If everything is "right" in your tank this algae should slowly disappear.

Almost all algae is a combination of too much light and not enough "something."

I recently had a large outbreak of BBA everywhere with some hair algae thrown in for good measure. This outbreak was totally due to my laziness. I reduced my photoperiod, from ~10hr to 6hr, and light intensity about 50% and supplemented my normal KNO3, KPO4 dosing with Seachems' K. I kept CO2 constant. Within 1 week much of the BBA/hair algae retreated.

I've done several experiments where I try to grow particular types of algae. It's actually not as easy as you think! Almost all of these successful experiments revealed that algae grows in situations where a Macro Nutrient (i'll include CO2 here as well) is limiting. Every time.


----------



## snoop-a-loop (Oct 31, 2009)

I have had this darn algae for quite some time now. I just keep re arranging things and trying to manually get rid of most of it. My photoperiod is 9 hours and my Co2 is at 3bps with a pH controller set to 6.8. I should try more excel perhpaps but this is a very annoying algae. Let me know if anyone has had any luck getting rid of this.


----------



## fishyjoe24 (Dec 10, 2009)

*looks like brown filamentous algae*

Types of Algae. 

*Greenwater*: Caused almost invariably by too much light. The name aptly describes its appearance – tank takes on the “pea soup” look. Filtering with micron cartridges or diatom filters will successfully remove these algal blooms. Greenwater is a great source of nutrients (food) for species such as brine shrimp, Daphnia spp. and minute fry and is often purposely cultivated for this purpose. 

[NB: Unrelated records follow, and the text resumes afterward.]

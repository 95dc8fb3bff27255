//! Inbound side of the bus: single consumer, bounded queue, non-blocking
//! publish.

use kafclaw_core::InboundMessage;
use tokio::sync::mpsc;
use tokio_util::sync::CancellationToken;
use tracing::warn;

use crate::error::{BusError, BusResult};

/// Default bounded capacity for the inbound queue.
pub const DEFAULT_INBOUND_CAPACITY: usize = 256;

/// Inbound half of the bus.
///
/// Exactly one [`InboundBus::consume`] caller should exist per process —
/// the Agent Loop — guaranteeing total order. `publish` never blocks: when
/// the bounded queue is full it returns [`BusError::InboundOverflow`] so
/// the caller can record the drop in the audit chain rather than stalling
/// upstream channel adapters.
pub struct InboundBus {
    sender: mpsc::Sender<InboundMessage>,
    receiver: tokio::sync::Mutex<Option<mpsc::Receiver<InboundMessage>>>,
    capacity: usize,
}

impl InboundBus {
    /// Create a new inbound bus with the default bounded capacity.
    #[must_use]
    pub fn new() -> Self {
        Self::with_capacity(DEFAULT_INBOUND_CAPACITY)
    }

    /// Create a new inbound bus with a specific bounded capacity.
    #[must_use]
    pub fn with_capacity(capacity: usize) -> Self {
        let (sender, receiver) = mpsc::channel(capacity);
        Self {
            sender,
            receiver: tokio::sync::Mutex::new(Some(receiver)),
            capacity,
        }
    }

    /// Publish an inbound message. Non-blocking; returns an overflow error
    /// if the bounded queue is full.
    ///
    /// # Errors
    ///
    /// Returns [`BusError::InboundOverflow`] if the queue is full, or
    /// [`BusError::Closed`] if the consumer side has been dropped.
    pub fn publish(&self, msg: InboundMessage) -> BusResult<()> {
        match self.sender.try_send(msg) {
            Ok(()) => Ok(()),
            Err(mpsc::error::TrySendError::Full(_)) => {
                warn!(capacity = self.capacity, "inbound bus overflow");
                Err(BusError::InboundOverflow {
                    capacity: self.capacity,
                })
            }
            Err(mpsc::error::TrySendError::Closed(_)) => Err(BusError::Closed),
        }
    }

    /// Take ownership of the single consumer handle.
    ///
    /// Panics (in debug assertions) if called more than once — the bus
    /// contract is exactly one consumer per process; callers should treat
    /// a second call as a programming error, not a recoverable one.
    pub async fn take_consumer(&self) -> Option<InboundConsumer> {
        let mut guard = self.receiver.lock().await;
        guard.take().map(|receiver| InboundConsumer { receiver })
    }
}

impl Default for InboundBus {
    fn default() -> Self {
        Self::new()
    }
}

/// The single consumer handle for the inbound bus.
pub struct InboundConsumer {
    receiver: mpsc::Receiver<InboundMessage>,
}

impl InboundConsumer {
    /// Consume the next inbound message, or `None` if cancelled or the
    /// bus was closed.
    pub async fn consume(&mut self, cancel: &CancellationToken) -> Option<InboundMessage> {
        tokio::select! {
            biased;
            () = cancel.cancelled() => None,
            msg = self.receiver.recv() => msg,
        }
    }
}

#[cfg(test)]
mod tests {
    use super::*;

    #[tokio::test]
    async fn publish_and_consume_round_trips() {
        let bus = InboundBus::with_capacity(4);
        let msg = InboundMessage::new("cli", "u1", "c1", "hi", None);
        bus.publish(msg.clone()).unwrap();

        let mut consumer = bus.take_consumer().await.unwrap();
        let cancel = CancellationToken::new();
        let received = consumer.consume(&cancel).await.unwrap();
        assert_eq!(received.idempotency_key, msg.idempotency_key);
    }

    #[tokio::test]
    async fn overflow_when_queue_full() {
        let bus = InboundBus::with_capacity(1);
        bus.publish(InboundMessage::new("cli", "u1", "c1", "a", None))
            .unwrap();
        let err = bus
            .publish(InboundMessage::new("cli", "u1", "c1", "b", None))
            .unwrap_err();
        assert!(matches!(err, BusError::InboundOverflow { capacity: 1 }));
    }

    #[tokio::test]
    async fn cancellation_stops_consume() {
        let bus = InboundBus::with_capacity(4);
        let mut consumer = bus.take_consumer().await.unwrap();
        let cancel = CancellationToken::new();
        cancel.cancel();
        assert!(consumer.consume(&cancel).await.is_none());
    }

    #[tokio::test]
    async fn only_one_consumer_can_be_taken() {
        let bus = InboundBus::with_capacity(4);
        assert!(bus.take_consumer().await.is_some());
        assert!(bus.take_consumer().await.is_none());
    }
}
//! Configuration error types.

use thiserror::Error;

/// Errors that can occur while loading or validating configuration.
#[derive(Debug, Error)]
pub enum ConfigError {
    /// A config file could not be read from disk.
    #[error("failed to read config file {path}: {source}")]
    ReadError {
        /// Path of the file that could not be read.
        path: String,
        /// Underlying I/O error.
        #[source]
        source: std::io::Error,
    },

    /// A config file's contents could not be parsed as TOML.
    #[error("failed to parse config file {path}: {source}")]
    ParseError {
        /// Path of the file that failed to parse (or a synthetic
        /// placeholder such as `<embedded defaults>`).
        path: String,
        /// Underlying TOML parse error.
        #[source]
        source: toml::de::Error,
    },

    /// The merged configuration failed a validation rule.
    #[error("invalid configuration: {field}: {message}")]
    ValidationError {
        /// Dotted path of the offending field.
        field: String,
        /// Human-readable explanation.
        message: String,
    },

    /// The user's home directory could not be determined, so the user
    /// config layer cannot be located.
    #[error("could not determine home directory")]
    NoHomeDir,
}

/// Result type for configuration operations.
pub type ConfigResult<T> = Result<T, ConfigError>;
//! Telemetry error types.

use thiserror::Error;

/// Errors that can occur while configuring or initializing telemetry.
#[derive(Debug, Error)]
pub enum TelemetryError {
    /// The supplied [`crate::LogConfig`] could not be turned into a filter
    /// or writer (bad level string, malformed directive, unwritable log
    /// directory).
    #[error("telemetry configuration error: {0}")]
    ConfigError(String),

    /// The global `tracing` subscriber could not be installed (usually
    /// because one was already installed by this process).
    #[error("telemetry initialization error: {0}")]
    InitError(String),

    /// Filesystem I/O failed while preparing file-based logging.
    #[error("telemetry I/O error: {0}")]
    IoError(#[from] std::io::Error),
}

/// Result type for telemetry operations.
pub type TelemetryResult<T> = Result<T, TelemetryError>;
//! Bootstrap ("soul") file loading — spec §4.5 section (2): "bootstrap
//! files loaded verbatim from the workspace".
//!
//! Grounded on the teacher's `astrid-tools::instructions::load_project_instructions`:
//! a global file under the user's home directory, then a workspace-root
//! file taking priority, with an additive `.kafclaw/` directory variant and
//! a legacy-name fallback when the primary name is absent.

use std::path::Path;

/// Load bootstrap/soul files for a workspace.
///
/// Order: `~/.kafclaw/instructions.md` (global, always additive), then
/// `KAFCLAW.md` at the workspace root (priority) plus `.kafclaw/KAFCLAW.md`
/// (additive); if no `KAFCLAW.md` exists, falls back to `AGENTS.md` and
/// `.kafclaw/AGENTS.md` for compatibility with pre-existing workspaces.
/// Sections are joined with `\n\n---\n\n`; returns an empty string if
/// nothing is found.
#[must_use]
pub fn load_bootstrap_files(workspace_root: &Path) -> String {
    let mut sections = Vec::new();

    if let Some(home) = dirs::home_dir() {
        read_nonempty(&home.join(".kafclaw").join("instructions.md"), &mut sections);
    }

    let primary = workspace_root.join("KAFCLAW.md");
    if primary.exists() {
        read_nonempty(&primary, &mut sections);
        read_nonempty(&workspace_root.join(".kafclaw").join("KAFCLAW.md"), &mut sections);
    } else {
        let dotdir = workspace_root.join(".kafclaw").join("KAFCLAW.md");
        if dotdir.exists() {
            read_nonempty(&dotdir, &mut sections);
        } else {
            read_nonempty(&workspace_root.join("AGENTS.md"), &mut sections);
            read_nonempty(&workspace_root.join(".kafclaw").join("AGENTS.md"), &mut sections);
        }
    }

    sections.join("\n\n---\n\n")
}

fn read_nonempty(path: &Path, sections: &mut Vec<String>) {
    if let Ok(content) = std::fs::read_to_string(path) {
        if !content.trim().is_empty() {
            sections.push(content);
        }
    }
}

#[cfg(test)]
mod tests {
    use super::*;

    #[test]
    fn no_files_returns_empty() {
        let dir = tempfile::tempdir().unwrap();
        assert!(load_bootstrap_files(dir.path()).is_empty());
    }

    #[test]
    fn primary_file_is_loaded() {
        let dir = tempfile::tempdir().unwrap();
        std::fs::write(dir.path().join("KAFCLAW.md"), "# Rules").unwrap();
        assert!(load_bootstrap_files(dir.path()).contains("# Rules"));
    }

    #[test]
    fn dot_dir_is_additive_with_primary() {
        let dir = tempfile::tempdir().unwrap();
        std::fs::write(dir.path().join("KAFCLAW.md"), "# Root").unwrap();
        std::fs::create_dir(dir.path().join(".kafclaw")).unwrap();
        std::fs::write(dir.path().join(".kafclaw").join("KAFCLAW.md"), "# Dir").unwrap();
        let content = load_bootstrap_files(dir.path());
        assert!(content.contains("# Root"));
        assert!(content.contains("# Dir"));
    }

    #[test]
    fn fallback_name_used_only_when_primary_absent() {
        let dir = tempfile::tempdir().unwrap();
        std::fs::write(dir.path().join("AGENTS.md"), "# Legacy").unwrap();
        let content = load_bootstrap_files(dir.path());
        assert!(content.contains("# Legacy"));

        std::fs::write(dir.path().join("KAFCLAW.md"), "# New").unwrap();
        let content = load_bootstrap_files(dir.path());
        assert!(content.contains("# New"));
        assert!(!content.contains("# Legacy"));
    }
}
//! Auto-indexer (spec §4.6 step 7/8: "enqueue a substantial result (≥200
//! chars) into the auto-indexer" and "enqueue conversation pair for
//! auto-indexing"). Indexing writes into [`MemoryStore`] under the
//! `tool:`/`conversation:` source prefixes [`kafclaw_memory::retention`]
//! already assigns TTLs to.

use std::sync::Arc;

use chrono::{DateTime, Utc};
use kafclaw_memory::MemoryStore;

use crate::error::RuntimeResult;

/// Minimum tool-result length to index (spec §4.6 step 7).
pub const SUBSTANTIAL_RESULT_CHARS: usize = 200;

/// Indexes tool results and conversation turn pairs into a [`MemoryStore`].
pub struct AutoIndexer {
    memory: Arc<MemoryStore>,
}

impl AutoIndexer {
    #[must_use]
    pub fn new(memory: Arc<MemoryStore>) -> Self {
        Self { memory }
    }

    /// Index a tool result, if it meets the substantial-length threshold.
    /// No-op (returns `Ok(None)`) below the threshold.
    ///
    /// # Errors
    ///
    /// Returns an error if the backing store fails to read or write.
    pub async fn index_tool_result(
        &self,
        trace_id_suffix: &str,
        tool_name: &str,
        result: &str,
        now: DateTime<Utc>,
    ) -> RuntimeResult<Option<()>> {
        if result.chars().count() < SUBSTANTIAL_RESULT_CHARS {
            return Ok(None);
        }
        let source = format!("tool:{trace_id_suffix}:{tool_name}");
        self.memory
            .upsert(&source, result, vec![tool_name.to_string()], now)
            .await?;
        Ok(Some(()))
    }

    /// Index one user/assistant conversation pair.
    ///
    /// # Errors
    ///
    /// Returns an error if the backing store fails to read or write.
    pub async fn index_conversation_pair(
        &self,
        session_key: &str,
        turn_index: u64,
        user_text: &str,
        assistant_text: &str,
        now: DateTime<Utc>,
    ) -> RuntimeResult<()> {
        let source = format!("conversation:{session_key}:{turn_index}");
        let content = format!("User: {user_text}\nAssistant: {assistant_text}");
        self.memory.upsert(&source, &content, vec![], now).await?;
        Ok(())
    }
}

#[cfg(test)]
mod tests {
    use super::*;
    use kafclaw_storage::MemoryKvStore;

    fn indexer() -> AutoIndexer {
        AutoIndexer::new(Arc::new(MemoryStore::new(Arc::new(MemoryKvStore::new()))))
    }

    #[tokio::test]
    async fn short_tool_result_is_not_indexed() {
        let idx = indexer();
        let result = idx
            .index_tool_result("t1", "read_file", "short", Utc::now())
            .await
            .unwrap();
        assert!(result.is_none());
    }

    #[tokio::test]
    async fn substantial_tool_result_is_indexed() {
        let idx = indexer();
        let big = "x".repeat(SUBSTANTIAL_RESULT_CHARS);
        let result = idx
            .index_tool_result("t1", "read_file", &big, Utc::now())
            .await
            .unwrap();
        assert!(result.is_some());
    }

    #[tokio::test]
    async fn conversation_pair_is_indexed() {
        let idx = indexer();
        idx.index_conversation_pair("cli:c1", 1, "hi", "hello there", Utc::now())
            .await
            .unwrap();
    }
}
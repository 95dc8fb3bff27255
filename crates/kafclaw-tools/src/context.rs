//! Shared execution context passed to every built-in tool invocation.

use std::path::PathBuf;
use std::sync::Arc;

use kafclaw_core::TraceId;
use tokio::sync::RwLock;

/// Turn identity a tool can read back, for tools whose behavior depends on
/// who is calling and how deep the sub-agent nesting already is (currently
/// only `sessions_spawn`, registered by `kafclaw-runtime`). Absent for
/// tests and callers that never spawn sub-agents.
#[derive(Debug, Clone)]
pub struct TurnIdentity {
    /// Trace this tool call is running under.
    pub trace_id: TraceId,
    /// Originating channel of the turn.
    pub channel: String,
    /// Originating chat id of the turn.
    pub chat_id: String,
    /// `channel:chat_id` session key of the turn.
    pub session_key: String,
    /// Sub-agent nesting depth of the *caller* (0 for a top-level turn).
    pub depth: u32,
}

/// Context shared across all tool calls within one session.
///
/// `cwd` is shared via `Arc<RwLock<_>>` so a `bash` tool's `cd` persists
/// across invocations within the same session, mirroring the teacher's
/// `ToolContext::cwd` field.
#[derive(Clone)]
pub struct ToolContext {
    /// Root directory tool paths are resolved relative to and confined within.
    pub workspace_root: PathBuf,
    /// Current working directory, shared across invocations in one session.
    pub cwd: Arc<RwLock<PathBuf>>,
    /// Turn identity, when the caller is the Agent Loop rather than a test
    /// or a context with no notion of sessions/depth.
    pub turn: Option<TurnIdentity>,
}

impl ToolContext {
    /// Build a context rooted at `workspace_root`.
    #[must_use]
    pub fn new(workspace_root: PathBuf) -> Self {
        let cwd = Arc::new(RwLock::new(workspace_root.clone()));
        Self { workspace_root, cwd, turn: None }
    }

    /// Build a context that shares its `cwd` with another session (e.g. a
    /// sub-agent inheriting the parent's working directory).
    #[must_use]
    pub fn with_shared_cwd(workspace_root: PathBuf, cwd: Arc<RwLock<PathBuf>>) -> Self {
        Self { workspace_root, cwd, turn: None }
    }

    /// Attach turn identity, returning `self` for chaining.
    #[must_use]
    pub fn with_turn(mut self, turn: TurnIdentity) -> Self {
        self.turn = Some(turn);
        self
    }

    /// Resolve `path` relative to the current `cwd`, rejecting anything that
    /// escapes `workspace_root`.
    pub async fn resolve(&self, path: &str) -> Result<PathBuf, crate::error::ToolError> {
        let cwd = self.cwd.read().await.clone();
        let candidate = cwd.join(path);
        let root = self
            .workspace_root
            .canonicalize()
            .unwrap_or_else(|_| self.workspace_root.clone());
        let resolved = if candidate.exists() {
            candidate
                .canonicalize()
                .map_err(crate::error::ToolError::Io)?
        } else {
            candidate.clone()
        };
        if resolved.starts_with(&root) || candidate.starts_with(&root) {
            Ok(candidate)
        } else {
            Err(crate::error::ToolError::InvalidArguments(format!(
                "path '{path}' escapes workspace root"
            )))
        }
    }
}

#[cfg(test)]
mod tests {
    use super::*;

    #[tokio::test]
    async fn resolves_relative_path_within_root() {
        let dir = tempfile::tempdir().unwrap();
        let ctx = ToolContext::new(dir.path().to_path_buf());
        let resolved = ctx.resolve("notes.txt").await.unwrap();
        assert_eq!(resolved, dir.path().join("notes.txt"));
    }

    #[tokio::test]
    async fn rejects_path_escaping_root() {
        let dir = tempfile::tempdir().unwrap();
        let ctx = ToolContext::new(dir.path().to_path_buf());
        let err = ctx.resolve("../../etc/passwd").await.unwrap_err();
        assert!(matches!(err, crate::error::ToolError::InvalidArguments(_)));
    }
}
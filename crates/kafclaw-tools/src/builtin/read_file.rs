//! `read_file` — tier 0 (read-only).

use kafclaw_core::Tier;
use serde_json::Value;

use crate::context::ToolContext;
use crate::error::{ToolError, ToolResult};
use crate::registry::BuiltinTool;

/// Reads a UTF-8 text file within the workspace.
pub struct ReadFileTool;

#[async_trait::async_trait]
impl BuiltinTool for ReadFileTool {
    fn name(&self) -> &'static str {
        "read_file"
    }

    fn description(&self) -> &'static str {
        "Read the contents of a text file."
    }

    fn tier(&self) -> Tier {
        Tier::Read
    }

    fn parameters(&self) -> Value {
        serde_json::json!({
            "type": "object",
            "properties": {
                "path": { "type": "string", "description": "Path relative to the workspace root." }
            },
            "required": ["path"]
        })
    }

    async fn execute(&self, args: Value, ctx: &ToolContext) -> ToolResult {
        let path = args
            .get("path")
            .and_then(Value::as_str)
            .ok_or_else(|| ToolError::InvalidArguments("missing 'path'".to_string()))?;
        let resolved = ctx.resolve(path).await?;
        if !resolved.exists() {
            return Err(ToolError::PathNotFound(path.to_string()));
        }
        tokio::fs::read_to_string(&resolved)
            .await
            .map_err(ToolError::Io)
    }
}

#[cfg(test)]
mod tests {
    use super::*;

    #[tokio::test]
    async fn reads_existing_file() {
        let dir = tempfile::tempdir().unwrap();
        tokio::fs::write(dir.path().join("a.txt"), "hello")
            .await
            .unwrap();
        let ctx = ToolContext::new(dir.path().to_path_buf());
        let out = ReadFileTool
            .execute(serde_json::json!({"path": "a.txt"}), &ctx)
            .await
            .unwrap();
        assert_eq!(out, "hello");
    }

    #[tokio::test]
    async fn missing_file_errors() {
        let dir = tempfile::tempdir().unwrap();
        let ctx = ToolContext::new(dir.path().to_path_buf());
        let err = ReadFileTool
            .execute(serde_json::json!({"path": "missing.txt"}), &ctx)
            .await
            .unwrap_err();
        assert!(matches!(err, ToolError::PathNotFound(_)));
    }
}
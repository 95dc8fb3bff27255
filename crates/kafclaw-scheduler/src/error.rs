//! Scheduler and delivery-worker error types.

/// Errors from scheduler ticks or delivery-retry passes.
#[derive(Debug, thiserror::Error)]
pub enum SchedulerError {
    /// The process-level lock file could not be opened.
    #[error("failed to open scheduler lock file: {0}")]
    LockFile(#[from] std::io::Error),

    /// The bus rejected a synthetic inbound publish.
    #[error("failed to publish scheduled job's synthetic message: {0}")]
    Bus(#[from] kafclaw_bus::BusError),

    /// A delivery sink collaborator failed.
    #[error("delivery sink error: {0}")]
    Delivery(String),
}

/// Result type for scheduler operations.
pub type SchedulerResult<T> = Result<T, SchedulerError>;
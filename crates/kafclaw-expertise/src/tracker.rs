//! `ExpertiseTracker` — records skill events and maintains the aggregate
//! `ExpertiseRow` per skill (spec §4.9, C10).

use std::sync::Arc;

use kafclaw_storage::{KvStore, ScopedKvStore};

use crate::error::{ExpertiseError, ExpertiseResult};
use crate::types::{compute_trend, ExpertiseRow, SkillEvent};

const NAMESPACE: &str = "expertise";

/// Quality readings retained per skill for `avgQuality`/trend computation
/// (spec §3: "mean of last ≤50 quality readings").
const MAX_RECENT_QUALITIES: usize = 50;

/// Tracks per-skill `ExpertiseRow` aggregates on top of [`KvStore`].
pub struct ExpertiseTracker {
    kv: ScopedKvStore,
}

impl ExpertiseTracker {
    /// Build a tracker over an existing [`KvStore`] backend.
    #[must_use]
    pub fn new(backend: Arc<dyn KvStore>) -> Self {
        Self {
            kv: ScopedKvStore::new(backend, NAMESPACE),
        }
    }

    /// Record `event`, upserting the skill's aggregate row.
    ///
    /// Success/failure counters, `avgQuality`, and `trend` are all
    /// recomputed from the same read-modify-write pass (spec §4.9: "writes
    /// a skill event and upserts the aggregate row in one transaction" —
    /// here, one KV get followed by one KV set).
    ///
    /// # Errors
    ///
    /// Returns an error if the backing store fails to read or write.
    pub async fn record_event(&self, event: SkillEvent) -> ExpertiseResult<ExpertiseRow> {
        let updated = match self.get(&event.skill_name).await? {
            None => ExpertiseRow::from_first_event(&event),
            Some(mut row) => {
                if event.action.is_success() {
                    row.success_count += 1;
                } else {
                    row.failure_count += 1;
                }
                row.last_used = event.recorded_at;
                row.total_duration_ms = row.total_duration_ms.saturating_add(event.duration_ms);

                row.recent_qualities.push(event.quality);
                if row.recent_qualities.len() > MAX_RECENT_QUALITIES {
                    let overflow = row.recent_qualities.len() - MAX_RECENT_QUALITIES;
                    row.recent_qualities.drain(0..overflow);
                }
                row.avg_quality =
                    row.recent_qualities.iter().sum::<f64>() / row.recent_qualities.len() as f64;
                row.trend = compute_trend(&row.recent_qualities);
                row
            }
        };

        self.put(&updated).await?;
        Ok(updated)
    }

    /// Fetch the aggregate row for `skill_name`, if any events have been
    /// recorded for it.
    ///
    /// # Errors
    ///
    /// Returns an error if the backing store fails to read.
    pub async fn get(&self, skill_name: &str) -> ExpertiseResult<Option<ExpertiseRow>> {
        match self.kv.get(skill_name).await? {
            Some(bytes) => Ok(Some(serde_json::from_slice(&bytes)?)),
            None => Ok(None),
        }
    }

    /// List every tracked skill's aggregate row.
    ///
    /// # Errors
    ///
    /// Returns an error if the backing store fails to enumerate or read.
    pub async fn list_all(&self) -> ExpertiseResult<Vec<ExpertiseRow>> {
        let keys = self.kv.list_keys().await?;
        let mut rows = Vec::with_capacity(keys.len());
        for key in keys {
            if let Some(row) = self.get(&key).await? {
                rows.push(row);
            }
        }
        Ok(rows)
    }

    async fn put(&self, row: &ExpertiseRow) -> ExpertiseResult<()> {
        let bytes = serde_json::to_vec(row).map_err(ExpertiseError::Serialization)?;
        self.kv.set(&row.skill_name, bytes).await?;
        Ok(())
    }
}

#[cfg(test)]
mod tests {
    use super::*;
    use crate::types::Action;
    use chrono::Utc;
    use kafclaw_storage::MemoryKvStore;

    fn tracker() -> ExpertiseTracker {
        ExpertiseTracker::new(Arc::new(MemoryKvStore::new()))
    }

    fn event(skill: &str, action: Action, quality: f64) -> SkillEvent {
        SkillEvent {
            skill_name: skill.to_string(),
            action,
            quality,
            duration_ms: 10,
            recorded_at: Utc::now(),
        }
    }

    #[tokio::test]
    async fn first_event_seeds_row() {
        let tracker = tracker();
        let row = tracker
            .record_event(event("filesystem", Action::ToolUsed, 0.9))
            .await
            .unwrap();
        assert_eq!(row.success_count, 1);
        assert_eq!(row.failure_count, 0);
        assert!((row.avg_quality - 0.9).abs() < 1e-9);
    }

    #[tokio::test]
    async fn other_action_counts_as_failure() {
        let tracker = tracker();
        let row = tracker
            .record_event(event("filesystem", Action::Other, 0.2))
            .await
            .unwrap();
        assert_eq!(row.success_count, 0);
        assert_eq!(row.failure_count, 1);
    }

    #[tokio::test]
    async fn avg_quality_caps_at_fifty_recent_readings() {
        let tracker = tracker();
        for _ in 0..60 {
            tracker
                .record_event(event("shell", Action::ToolUsed, 1.0))
                .await
                .unwrap();
        }
        let row = tracker.get("shell").await.unwrap().unwrap();
        assert_eq!(row.recent_qualities.len(), 50);
        assert_eq!(row.success_count, 60);
    }

    #[tokio::test]
    async fn list_all_returns_every_tracked_skill() {
        let tracker = tracker();
        tracker
            .record_event(event("filesystem", Action::ToolUsed, 0.8))
            .await
            .unwrap();
        tracker
            .record_event(event("shell", Action::ToolUsed, 0.5))
            .await
            .unwrap();
        let rows = tracker.list_all().await.unwrap();
        assert_eq!(rows.len(), 2);
    }
}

*Brown encrustations* (slimy appearance and feel) on plants, décor and glass: Often accompanied by poor plant growth. It is an indicator of insufficient illumination. It is easily removed by wiping the surface. 



*Green encrustations*: Two types: ‘fuzzy” and beard. The fuzzy algae is not of great concern and can be controlled via the addition of grazing fish. It is easily differentiated from beard alga in appearance. It grows in short, single strands of about 2-3mm. Beard algae is more serious. Its individual strands have a very fine texture. It grows in thick, furry patches, up to 4cm. Its resemblance to a green beard gives rise to the name. It cannot be removed mechanically.

*Spot algae:* The small round green spots that appear on the sides of the aquarium are not algae. These are actually populations of diatoms, microscopic animals that secrete a hard silica shell on which green alga grows. This type of “algae” is the most difficult to remove. A sharp blade works well. 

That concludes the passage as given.